While celebrating water and all its blessings is a tradition throughout Southeast Asia, there are a number of variances across each culture that are unique and full of thousands of years of tradition. According to the Lowell Southeast Asian Water Festival Inc., some of this history includes:
Cambodia:
“In Cambodia, when the Mekong River swells from August to November, the waters flow into Tonle Sap Lake from the south to the north. Then in the low water season following November, the lake waters ebb and the flow reverses back from the Tonle Sap Lake into the Mekong River, leaving an abundance of fish for the villagers. The silt that is carried by the flood waters is extremely fertile. For this reason the Khmer people chose the full moon of Kae Kadek to conduct the Water Festival, the procession of Illuminated Floats called Loy Pratip, the salutation to the moon known as Sampas Prah Kae, and the offering of bananas and newly pounded rice from the harvest to the Mekong River and Tonle Sap called Ork Ombok.”
“Over the course of time, the people of Cambodia celebrated the annual festival as a thanksgiving to the gods of Water and Earth, to express thanks to Buddha, to pray for happiness, and to wish for sufficient rain for rice cultivation.”
Laos:
”In Laos, water is celebrated two times during the year. The first celebration is held during the New Year in April called Songran or Water Festival, which is a three-day affair. The first day, water is used for washing homes, Buddha images, monks, and soaking friends and passers-by. Students first respectfully pour water on their elders, then monks for blessings of long life and peace, and last of all they throw water on each other. The water is perfumed with flowers or natural perfumes.”

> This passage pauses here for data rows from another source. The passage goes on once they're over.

//! Chain schema and the per-connection metadata cache.
//!
//! [`Metadata`] maps human names (`"FileBank.create_bucket"`) to the numeric
//! indices the runtime expects, and numeric event indices back to names.
//! Turning the node's raw metadata blob into a [`Metadata`] is delegated to a
//! [`RuntimeCodec`].
//!
//! A [`MetadataCache`] is fetched once per connection and bundled into the
//! connection snapshot; it is never refreshed in place.

use std::{collections::HashMap, fmt};

use cess_types::{BlockHash, RuntimeVersion};
use parity_scale_codec::{Decode, Encode};

use crate::{
    error::{EncodingSnafu, Result},
    events::EventRecord,
    rpc::NodeRpc,
};

/// Decodes runtime metadata and block events.
///
/// The runtime's type registry determines the exact byte layouts, so both
/// operations are supplied by the caller rather than hard-coded here.
pub trait RuntimeCodec: Send + Sync + fmt::Debug {
    /// Decodes the `state_getMetadata` blob.
    fn decode_metadata(&self, bytes: &[u8]) -> Result<Metadata>;

    /// Decodes the `System.Events` storage value of one block.
    fn decode_events(&self, metadata: &Metadata, bytes: &[u8]) -> Result<Vec<EventRecord>>;
}

/// Named, indexed entry of a pallet (a call, an event or an error).
#[derive(Debug, Clone, PartialEq, Eq, Encode, Decode)]
pub struct IndexedName {
    /// Entry name as declared by the runtime.
    pub name: String,
    /// Index within the pallet.
    pub index: u8,
}

impl IndexedName {
    /// Creates an entry.
    pub fn new(name: impl Into<String>, index: u8) -> Self {
        Self { name: name.into(), index }
    }
}

/// Schema of one pallet (module).
#[derive(Debug, Clone, PartialEq, Eq, Encode, Decode)]
pub struct PalletMetadata {
    /// Pallet name, e.g. `FileBank`.
    pub name: String,
    /// Pallet index used in call and event encoding.
    pub index: u8,
    /// Dispatchable calls.
    pub calls: Vec<IndexedName>,
    /// Storage item names.
    pub storage: Vec<String>,
    /// Events.
    pub events: Vec<IndexedName>,
    /// Dispatch errors.
    pub errors: Vec<IndexedName>,
}

impl PalletMetadata {
    fn find(entries: &[IndexedName], name: &str) -> Option<u8> {
        entries.iter().find(|e| e.name == name).map(|e| e.index)
    }

    fn name_of(entries: &[IndexedName], index: u8) -> Option<&str> {
        entries.iter().find(|e| e.index == index).map(|e| e.name.as_str())
    }

    /// Index of the call named `name`.
    #[must_use]
    pub fn call_index(&self, name: &str) -> Option<u8> {
        Self::find(&self.calls, name)
    }

    /// Name of the event at `index`.
    #[must_use]
    pub fn event_name(&self, index: u8) -> Option<&str> {
        Self::name_of(&self.events, index)
    }

    /// Name of the error at `index`.
    #[must_use]
    pub fn error_name(&self, index: u8) -> Option<&str> {
        Self::name_of(&self.errors, index)
    }

    /// Whether the pallet declares the storage item `item`.
    #[must_use]
    pub fn has_storage(&self, item: &str) -> bool {
        self.storage.iter().any(|s| s == item)
    }
}

/// Decoded chain schema with name and index lookups.
#[derive(Debug, Clone, Default)]
pub struct Metadata {
    pallets: Vec<PalletMetadata>,
    by_name: HashMap<String, usize>,
    by_index: HashMap<u8, usize>,
}

impl Metadata {
    /// Builds lookups over `pallets`.
    #[must_use]
    pub fn new(pallets: Vec<PalletMetadata>) -> Self {
        let by_name = pallets.iter().enumerate().map(|(i, p)| (p.name.clone(), i)).collect();
        let by_index = pallets.iter().enumerate().map(|(i, p)| (p.index, i)).collect();
        Self { pallets, by_name, by_index }
    }

    /// All pallets, in declaration order.
    #[must_use]
    pub fn pallets(&self) -> &[PalletMetadata] {
        &self.pallets
    }

    /// Looks up a pallet by name.
    #[must_use]
    pub fn pallet(&self, name: &str) -> Option<&PalletMetadata> {
        self.by_name.get(name).map(|&i| &self.pallets[i])
    }

    /// Looks up a pallet by index.
    #[must_use]
    pub fn pallet_by_index(&self, index: u8) -> Option<&PalletMetadata> {
        self.by_index.get(&index).map(|&i| &self.pallets[i])
    }

    /// Resolves a `"Module.method"` descriptor to `(pallet index, call index)`.
    ///
    /// # Errors
    ///
    /// Returns [`SdkError::Encoding`](crate::SdkError::Encoding) if the
    /// descriptor is malformed or names an unknown module or call.
    pub fn call_index(&self, descriptor: &str) -> Result<(u8, u8)> {
        let (module, method) = split_descriptor(descriptor)?;
        let pallet = self
            .pallet(module)
            .ok_or_else(|| EncodingSnafu { message: format!("unknown module '{module}'") }.build())?;
        let call = pallet.call_index(method).ok_or_else(|| {
            EncodingSnafu { message: format!("module '{module}' has no call '{method}'") }.build()
        })?;
        Ok((pallet.index, call))
    }

    /// Resolves event indices to `(module, event)` names.
    #[must_use]
    pub fn event_name(&self, pallet_index: u8, event_index: u8) -> Option<(&str, &str)> {
        let pallet = self.pallet_by_index(pallet_index)?;
        Some((pallet.name.as_str(), pallet.event_name(event_index)?))
    }

    /// Resolves a module error to `(module, error)` names.
    #[must_use]
    pub fn error_name(&self, pallet_index: u8, error_index: u8) -> Option<(&str, &str)> {
        let pallet = self.pallet_by_index(pallet_index)?;
        Some((pallet.name.as_str(), pallet.error_name(error_index)?))
    }
}

/// Splits `"Module.method"` into its two non-empty halves.
pub(crate) fn split_descriptor(descriptor: &str) -> Result<(&str, &str)> {
    match descriptor.split_once('.') {
        Some((module, method))
            if !module.is_empty() && !method.is_empty() && !method.contains('.') =>
        {
            Ok((module, method))
        },
        _ => EncodingSnafu { message: format!("malformed call descriptor '{descriptor}'") }.fail(),
    }
}

/// Schema, genesis hash and runtime version of one connection.
#[derive(Debug, Clone)]
pub struct MetadataCache {
    /// Decoded chain schema.
    pub metadata: Metadata,
    /// Hash of block zero.
    pub genesis_hash: BlockHash,
    /// Runtime version at fetch time.
    pub runtime_version: RuntimeVersion,
}

impl MetadataCache {
    /// Fetches and decodes everything the engines need from `node`.
    ///
    /// # Errors
    ///
    /// Returns the node's error if any of the three fetches fails, or an
    /// encoding error if the metadata blob cannot be decoded.
    pub async fn fetch(node: &dyn NodeRpc, codec: &dyn RuntimeCodec) -> Result<Self> {
        let (raw, genesis_hash, runtime_version) =
            futures::try_join!(node.metadata(), node.genesis_hash(), node.runtime_version())?;
        let metadata = codec.decode_metadata(&raw)?;
        tracing::debug!(
            endpoint = node.endpoint(),
            pallets = metadata.pallets().len(),
            spec_version = runtime_version.spec_version,
            genesis = %genesis_hash,
            "metadata fetched"
        );
        Ok(Self { metadata, genesis_hash, runtime_version })
    }
}

/// Decodes a SCALE `Vec<PalletMetadata>` blob.
///
/// Runtimes that publish their schema in this compact form need no further
/// codec; the mock node uses it too.
///
/// # Errors
///
/// Returns an encoding error if the bytes are not a pallet list.
pub fn decode_pallet_list(bytes: &[u8]) -> Result<Metadata> {
    let pallets: Vec<PalletMetadata> = cess_types::decode(bytes).map_err(|e| {
        EncodingSnafu { message: format!("metadata is not a pallet list: {e}") }.build()
    })?;
    Ok(Metadata::new(pallets))
}

#[cfg(test)]
#[allow(clippy::unwrap_used, clippy::expect_used, clippy::panic)]
mod tests {
    use super::*;
    use crate::error::SdkError;

    fn file_bank() -> PalletMetadata {
        PalletMetadata {
            name: "FileBank".to_owned(),
            index: 11,
            calls: vec![IndexedName::new("create_bucket", 7), IndexedName::new("delete_bucket", 8)],
            storage: vec!["Bucket".to_owned()],
            events: vec![IndexedName::new("CreateBucket", 4)],
            errors: vec![IndexedName::new("NameTooShort", 2)],
        }
    }

    #[test]
    fn call_index_resolves() {
        let md = Metadata::new(vec![file_bank()]);
        assert_eq!(md.call_index("FileBank.create_bucket").unwrap(), (11, 7));
        assert_eq!(md.call_index("FileBank.delete_bucket").unwrap(), (11, 8));
    }

    #[test]
    fn call_index_errors() {
        let md = Metadata::new(vec![file_bank()]);
        for bad in ["Nope.create_bucket", "FileBank.nope", "FileBank", ".x", "FileBank.", "a.b.c"] {
            assert!(
                matches!(md.call_index(bad), Err(SdkError::Encoding { .. })),
                "descriptor {bad} should fail"
            );
        }
    }

    #[test]
    fn event_and_error_names() {
        let md = Metadata::new(vec![file_bank()]);
        assert_eq!(md.event_name(11, 4), Some(("FileBank", "CreateBucket")));
        assert_eq!(md.event_name(11, 5), None);
        assert_eq!(md.event_name(12, 4), None);
        assert_eq!(md.error_name(11, 2), Some(("FileBank", "NameTooShort")));
        assert!(md.pallet("FileBank").unwrap().has_storage("Bucket"));
    }

    #[test]
    fn pallet_list_blob_decodes() {
        let blob = cess_types::encode(&vec![file_bank()]);
        let md = decode_pallet_list(&blob).unwrap();
        assert_eq!(md.pallets().len(), 1);
        assert!(decode_pallet_list(&blob[..blob.len() - 1]).is_err());
    }
}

“Boun Nam (Water Festival) is also held in October and is a festival held in the waterways, characterized by boat races in major towns.”
Thailand:
“The Thai New Year, also called Songkran or Water Festival was originally a gentle and traditional religious event during which water was sprinkled as a symbol of purification and as an act of worship to the Rice Goddess and the ancestral, ground, and water spirits. Also a three-day event, the first day usually begins with an early morning ceremony at the temple when alms are offered to the monks. Later, at home, family members come together to pay their respects to the elders in the family when scented, petal strewn waters are gently poured over the old people’s hands. The elders in turn, wish the younger generation good luck and prosperity.”